Cooking the Perfect Sweet Potato
I love cooking. Something about it is just so therapeutic to me. But some days I don’t want to wait an hour for a sweet potato. I’ve tried just about every shortcut to cooking the perfect potato, but nothing measures up to a good slow roast in the oven. This is why I love meal prepping at the beginning of the week. Taking a little bit of time to roast sweet potatoes at night makes for the best morning breakfast bowls (or anything, let’s be real). So I’ll just cut to the chase and tell you how to get that caramelized layer that falls off the skin.
Side note, did you know that the typical “sweet potato” is actually a yam? Real sweet potatoes look similar to the average potato, with a yellowish-gold center and slightly sweet taste. I still call them sweet potatoes too, no shame.
- 2 Sweet Potatoes (This is just how many I typically make at a time, but go ahead and use more or less for your occasion.)
- Foil (for juice spilled in oven)
Wash and scrub the sweet potatoes if you plan on eating the skin. I skip the skin because they are too coarse to digest with Gastroparesis. Add a long, thin slit at the top from one to the other.
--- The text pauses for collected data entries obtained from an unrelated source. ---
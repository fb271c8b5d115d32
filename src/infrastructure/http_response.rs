// HTTP response utilities for JSON with optional Brotli encoding
use async_compression::tokio::bufread::BrotliEncoder;
use axum::{
    body::Body,
    http::{header, HeaderMap, HeaderValue, Response, StatusCode},
};
use serde::Serialize;
use tokio::io::AsyncReadExt;

/// Whether the client listed Brotli in `accept-encoding`
pub fn accepts_brotli(headers: &HeaderMap) -> bool {
    headers
        .get(header::ACCEPT_ENCODING)
        .and_then(|v| v.to_str().ok())
        .map(|s| s.contains("br"))
        .unwrap_or(false)
}

pub async fn brotli_compress(bytes: Vec<u8>) -> std::io::Result<Vec<u8>> {
    let cursor = std::io::Cursor::new(bytes);
    let mut encoder = BrotliEncoder::new(cursor);
    let mut compressed = Vec::new();
    encoder.read_to_end(&mut compressed).await?;
    Ok(compressed)
}

/// Serialize `data` as JSON, Brotli-compressed when `compress` is set
pub async fn json_response<T: Serialize>(
    data: &T,
    compress: bool,
) -> Result<Response<Body>, StatusCode> {
    let json_bytes = serde_json::to_vec(data).map_err(|e| {
        tracing::error!("JSON serialization error: {}", e);
        StatusCode::INTERNAL_SERVER_ERROR
    })?;

    let (body_bytes, content_encoding) = if compress {
        let original_len = json_bytes.len();
        let compressed = brotli_compress(json_bytes).await.map_err(|e| {
            tracing::error!("Brotli compression error: {}", e);
            StatusCode::INTERNAL_SERVER_ERROR
        })?;
        tracing::debug!("Compressed view: {} → {} bytes", original_len, compressed.len());
        (compressed, Some("br"))
    } else {
        (json_bytes, None)
    };

    let mut response_builder = Response::builder()
        .status(StatusCode::OK)
        .header(header::CONTENT_TYPE, "application/json")
        .header(header::CONTENT_LENGTH, HeaderValue::from(body_bytes.len()));

    if let Some(encoding) = content_encoding {
        response_builder = response_builder.header(header::CONTENT_ENCODING, encoding);
    }

    response_builder.body(Body::from(body_bytes)).map_err(|e| {
        tracing::error!("Response build error: {}", e);
        StatusCode::INTERNAL_SERVER_ERROR
    })
}
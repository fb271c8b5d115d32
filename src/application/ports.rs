// Ports for the network services the dashboard talks to
use crate::domain::coordinate::Coordinate;
use crate::domain::sensor::{HistorySample, SensorSnapshot};
use crate::domain::suggestion::Suggestion;
use crate::domain::weather::{PlaceAddress, WeatherSnapshot};
use async_trait::async_trait;
use thiserror::Error;

/// Failure of one request to an external service
#[derive(Debug, Error)]
pub enum FetchError {
    #[error("{service} request failed: {source}")]
    Transport {
        service: &'static str,
        #[source]
        source: reqwest::Error,
    },
    #[error("{service} answered with status {status}")]
    Status {
        service: &'static str,
        status: reqwest::StatusCode,
    },
    #[error("{service} response could not be decoded: {message}")]
    Decode {
        service: &'static str,
        message: String,
    },
}

/// The local sensor backend (`/sensor-read`, `/history`, `/toggle-sim`)
#[async_trait]
pub trait SensorBackend: Send + Sync {
    /// Current reading; fields the backend did not report are `None`
    async fn read_sensor(&self) -> Result<SensorSnapshot, FetchError>;

    /// Full history, oldest first
    async fn read_history(&self) -> Result<Vec<HistorySample>, FetchError>;

    /// Ask the backend to start or stop its simulator
    async fn set_simulation(&self, active: bool) -> Result<(), FetchError>;
}

#[async_trait]
pub trait WeatherProvider: Send + Sync {
    async fn current_weather(&self, at: Coordinate) -> Result<WeatherSnapshot, FetchError>;
}

#[async_trait]
pub trait Geocoder: Send + Sync {
    /// Address around `at`; `None` when the service knows no address there
    async fn reverse(&self, at: Coordinate) -> Result<Option<PlaceAddress>, FetchError>;

    /// Free-text place search, at most `limit` results
    async fn search(&self, query: &str, limit: usize) -> Result<Vec<Suggestion>, FetchError>;
}
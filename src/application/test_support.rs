// In-memory fakes for the service ports
use crate::application::ports::{FetchError, Geocoder, SensorBackend, WeatherProvider};
use crate::application::view::ViewStore;
use crate::domain::coordinate::Coordinate;
use crate::domain::sensor::{HistorySample, SensorSnapshot};
use crate::domain::suggestion::Suggestion;
use crate::domain::weather::{PlaceAddress, WeatherSnapshot};
use async_trait::async_trait;
use chrono::NaiveDate;
use reqwest::StatusCode;
use std::collections::{HashMap, VecDeque};
use std::sync::atomic::{AtomicUsize, Ordering};
use std::sync::{Arc, Mutex};
use std::time::Duration;

pub fn unavailable(service: &'static str) -> FetchError {
    FetchError::Status {
        service,
        status: StatusCode::SERVICE_UNAVAILABLE,
    }
}

pub fn sample_weather() -> WeatherSnapshot {
    WeatherSnapshot {
        temperature: 29.4,
        windspeed: 7.2,
        winddirection: 210.0,
        weathercode: 3,
        elevation: 8.0,
        observed_at: NaiveDate::from_ymd_opt(2024, 5, 1)
            .unwrap()
            .and_hms_opt(14, 5, 0)
            .unwrap(),
    }
}

#[derive(Default)]
pub struct FakeWeather {
    fail: bool,
    calls: Mutex<Vec<Coordinate>>,
}

impl FakeWeather {
    pub fn succeeding() -> Self {
        Self::default()
    }

    pub fn failing() -> Self {
        Self {
            fail: true,
            ..Self::default()
        }
    }

    pub fn calls(&self) -> Vec<Coordinate> {
        self.calls.lock().unwrap().clone()
    }
}

#[async_trait]
impl WeatherProvider for FakeWeather {
    async fn current_weather(&self, at: Coordinate) -> Result<WeatherSnapshot, FetchError> {
        self.calls.lock().unwrap().push(at);
        if self.fail {
            return Err(unavailable("forecast"));
        }
        Ok(sample_weather())
    }
}

#[derive(Default)]
pub struct FakeGeocoder {
    address: Option<PlaceAddress>,
    fail: bool,
    results: HashMap<String, Vec<Suggestion>>,
    delays: HashMap<String, Duration>,
    observed_view: Option<Arc<ViewStore>>,
    location_in_flight: Mutex<Option<String>>,
    reverse_calls: AtomicUsize,
    searches: Mutex<Vec<String>>,
}

impl FakeGeocoder {
    pub fn with_address(address: PlaceAddress) -> Self {
        Self {
            address: Some(address),
            ..Self::default()
        }
    }

    pub fn failing() -> Self {
        Self {
            fail: true,
            ..Self::default()
        }
    }

    /// Record the location label of `view` at the moment `reverse` runs
    pub fn observing(mut self, view: Arc<ViewStore>) -> Self {
        self.observed_view = Some(view);
        self
    }

    pub fn with_results(mut self, query: &str, results: Vec<Suggestion>) -> Self {
        self.results.insert(query.to_string(), results);
        self
    }

    pub fn with_delay(mut self, query: &str, delay: Duration) -> Self {
        self.delays.insert(query.to_string(), delay);
        self
    }

    pub fn reverse_calls(&self) -> usize {
        self.reverse_calls.load(Ordering::SeqCst)
    }

    pub fn searches(&self) -> Vec<String> {
        self.searches.lock().unwrap().clone()
    }

    pub fn location_seen_in_flight(&self) -> Option<String> {
        self.location_in_flight.lock().unwrap().clone()
    }
}

#[async_trait]
impl Geocoder for FakeGeocoder {
    async fn reverse(&self, _at: Coordinate) -> Result<Option<PlaceAddress>, FetchError> {
        self.reverse_calls.fetch_add(1, Ordering::SeqCst);
        if let Some(view) = &self.observed_view {
            let seen = view.read(|v| v.weather.location.clone());
            *self.location_in_flight.lock().unwrap() = seen;
        }
        if self.fail {
            return Err(unavailable("geocoder"));
        }
        Ok(self.address.clone())
    }

    async fn search(&self, query: &str, limit: usize) -> Result<Vec<Suggestion>, FetchError> {
        self.searches.lock().unwrap().push(query.to_string());
        if let Some(delay) = self.delays.get(query) {
            tokio::time::sleep(*delay).await;
        }
        if self.fail {
            return Err(unavailable("geocoder"));
        }
        let mut results = self.results.get(query).cloned().unwrap_or_default();
        results.truncate(limit);
        Ok(results)
    }
}

/// Backend whose answers are queued up front. An exhausted queue behaves
/// like an unreachable backend.
#[derive(Default)]
pub struct FakeBackend {
    readings: Mutex<VecDeque<SensorSnapshot>>,
    histories: Mutex<VecDeque<Vec<HistorySample>>>,
    reject_toggle: bool,
    toggles: Mutex<Vec<bool>>,
    sensor_reads: AtomicUsize,
    history_reads: AtomicUsize,
}

impl FakeBackend {
    pub fn with_readings(readings: Vec<SensorSnapshot>) -> Self {
        Self {
            readings: Mutex::new(readings.into()),
            ..Self::default()
        }
    }

    pub fn with_histories(histories: Vec<Vec<HistorySample>>) -> Self {
        Self {
            histories: Mutex::new(histories.into()),
            ..Self::default()
        }
    }

    pub fn rejecting_toggle() -> Self {
        Self {
            reject_toggle: true,
            ..Self::default()
        }
    }

    pub fn push_reading(&self, reading: SensorSnapshot) {
        self.readings.lock().unwrap().push_back(reading);
    }

    pub fn push_history(&self, history: Vec<HistorySample>) {
        self.histories.lock().unwrap().push_back(history);
    }

    pub fn toggles(&self) -> Vec<bool> {
        self.toggles.lock().unwrap().clone()
    }

    pub fn sensor_reads(&self) -> usize {
        self.sensor_reads.load(Ordering::SeqCst)
    }

    pub fn history_reads(&self) -> usize {
        self.history_reads.load(Ordering::SeqCst)
    }
}

#[async_trait]
impl SensorBackend for FakeBackend {
    async fn read_sensor(&self) -> Result<SensorSnapshot, FetchError> {
        self.sensor_reads.fetch_add(1, Ordering::SeqCst);
        self.readings
            .lock()
            .unwrap()
            .pop_front()
            .ok_or_else(|| unavailable("sensor backend"))
    }

    async fn read_history(&self) -> Result<Vec<HistorySample>, FetchError> {
        self.history_reads.fetch_add(1, Ordering::SeqCst);
        self.histories
            .lock()
            .unwrap()
            .pop_front()
            .ok_or_else(|| unavailable("sensor backend"))
    }

    async fn set_simulation(&self, active: bool) -> Result<(), FetchError> {
        self.toggles.lock().unwrap().push(active);
        if self.reject_toggle {
            return Err(unavailable("sensor backend"));
        }
        Ok(())
    }
}

pub fn reading(
    temperature: Option<f64>,
    humidity: Option<f64>,
    soil: Option<f64>,
    device: Option<&str>,
) -> SensorSnapshot {
    SensorSnapshot {
        temperature,
        humidity,
        soil,
        device: device.map(str::to_string),
    }
}

pub fn history(n: usize) -> Vec<HistorySample> {
    (0..n)
        .map(|i| HistorySample {
            time: format!("12:00:{:02}", (i * 2) % 60),
            temperature: Some(27.0 + i as f64 / 10.0),
            humidity: Some(60.0),
            soil: Some(45.0),
        })
        .collect()
}
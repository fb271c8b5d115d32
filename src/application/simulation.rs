// Simulation switch with optimistic update
use crate::application::ports::SensorBackend;
use crate::application::view::ViewStore;
use std::sync::Arc;

pub struct SimulationToggle {
    view: Arc<ViewStore>,
    backend: Arc<dyn SensorBackend>,
}

impl SimulationToggle {
    pub fn new(view: Arc<ViewStore>, backend: Arc<dyn SensorBackend>) -> Self {
        Self { view, backend }
    }

    /// Show the switch as `active` right away and tell the backend. If the
    /// request fails the switch goes back to where it was before the click.
    /// Returns the state the switch ends in.
    pub async fn toggle(&self, active: bool) -> bool {
        let mut previous = active;
        self.view.update(|view| {
            previous = view.simulation.checked;
            view.simulation.checked = active;
        });
        tracing::info!("Simulation {}", if active { "ON" } else { "OFF" });

        match self.backend.set_simulation(active).await {
            Ok(()) => active,
            Err(e) => {
                tracing::error!("Toggle failed: {}", e);
                self.view
                    .update(|view| view.simulation.checked = previous);
                previous
            }
        }
    }
}
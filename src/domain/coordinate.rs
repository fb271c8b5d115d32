// Coordinate domain model
use serde::{Deserialize, Serialize};
use std::fmt;
use thiserror::Error;

/// Decimal places shown in the coordinate inputs
pub const DISPLAY_PRECISION: usize = 4;

/// What the page tells the user whenever the inputs cannot be used
pub const INPUT_PROMPT: &str = "Please enter both latitude and longitude.";

#[derive(Debug, Clone, Copy, PartialEq, Serialize, Deserialize)]
pub struct Coordinate {
    pub latitude: f64,
    pub longitude: f64,
}

#[derive(Debug, Clone, PartialEq, Error)]
pub enum CoordinateError {
    #[error("Please enter both latitude and longitude.")]
    Missing,
    #[error("{field} is not a number: {value:?}")]
    NotNumeric { field: &'static str, value: String },
}

impl CoordinateError {
    /// Missing and malformed input read the same to the user
    pub fn prompt(&self) -> &'static str {
        INPUT_PROMPT
    }
}

impl Coordinate {
    pub fn new(latitude: f64, longitude: f64) -> Self {
        Self { latitude, longitude }
    }

    /// Parse the raw text of the latitude/longitude inputs.
    /// Both must be present and numeric before anything is fetched.
    pub fn parse(latitude: &str, longitude: &str) -> Result<Self, CoordinateError> {
        let latitude = latitude.trim();
        let longitude = longitude.trim();
        if latitude.is_empty() || longitude.is_empty() {
            return Err(CoordinateError::Missing);
        }

        Ok(Self {
            latitude: parse_component("latitude", latitude)?,
            longitude: parse_component("longitude", longitude)?,
        })
    }

    /// Round both components to the display precision
    pub fn rounded(&self) -> Self {
        let factor = 10f64.powi(DISPLAY_PRECISION as i32);
        Self {
            latitude: (self.latitude * factor).round() / factor,
            longitude: (self.longitude * factor).round() / factor,
        }
    }

    pub fn display_latitude(&self) -> String {
        format!("{:.*}", DISPLAY_PRECISION, self.latitude)
    }

    pub fn display_longitude(&self) -> String {
        format!("{:.*}", DISPLAY_PRECISION, self.longitude)
    }
}

fn parse_component(field: &'static str, value: &str) -> Result<f64, CoordinateError> {
    match value.parse::<f64>() {
        Ok(parsed) if parsed.is_finite() => Ok(parsed),
        _ => Err(CoordinateError::NotNumeric {
            field,
            value: value.to_string(),
        }),
    }
}

impl fmt::Display for Coordinate {
    fn fmt(&self, f: &mut fmt::Formatter<'_>) -> fmt::Result {
        write!(f, "{}, {}", self.display_latitude(), self.display_longitude())
    }
}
Place a piece of foil on the bottom rack of the oven, right under the middle shelf where the sweet potatoes will lay. Put the potatoes on the middle oven rack. Preheat the oven to 475 degrees. For some reason, my potatoes come out best when they stay in the oven for the preheat and cool down. After the oven is preheated, set a timer for 45 minutes. When time is up, turn the oven off and remove 15 minutes later. Cut the center open to cool. Pop in the fridge for tomorrow or enjoy on spot!
Nourishing with Intention
- Sweet Potato (Yam) – Chock-full of vitamin C and metabolic B vitamins to aid in immunity and digestion.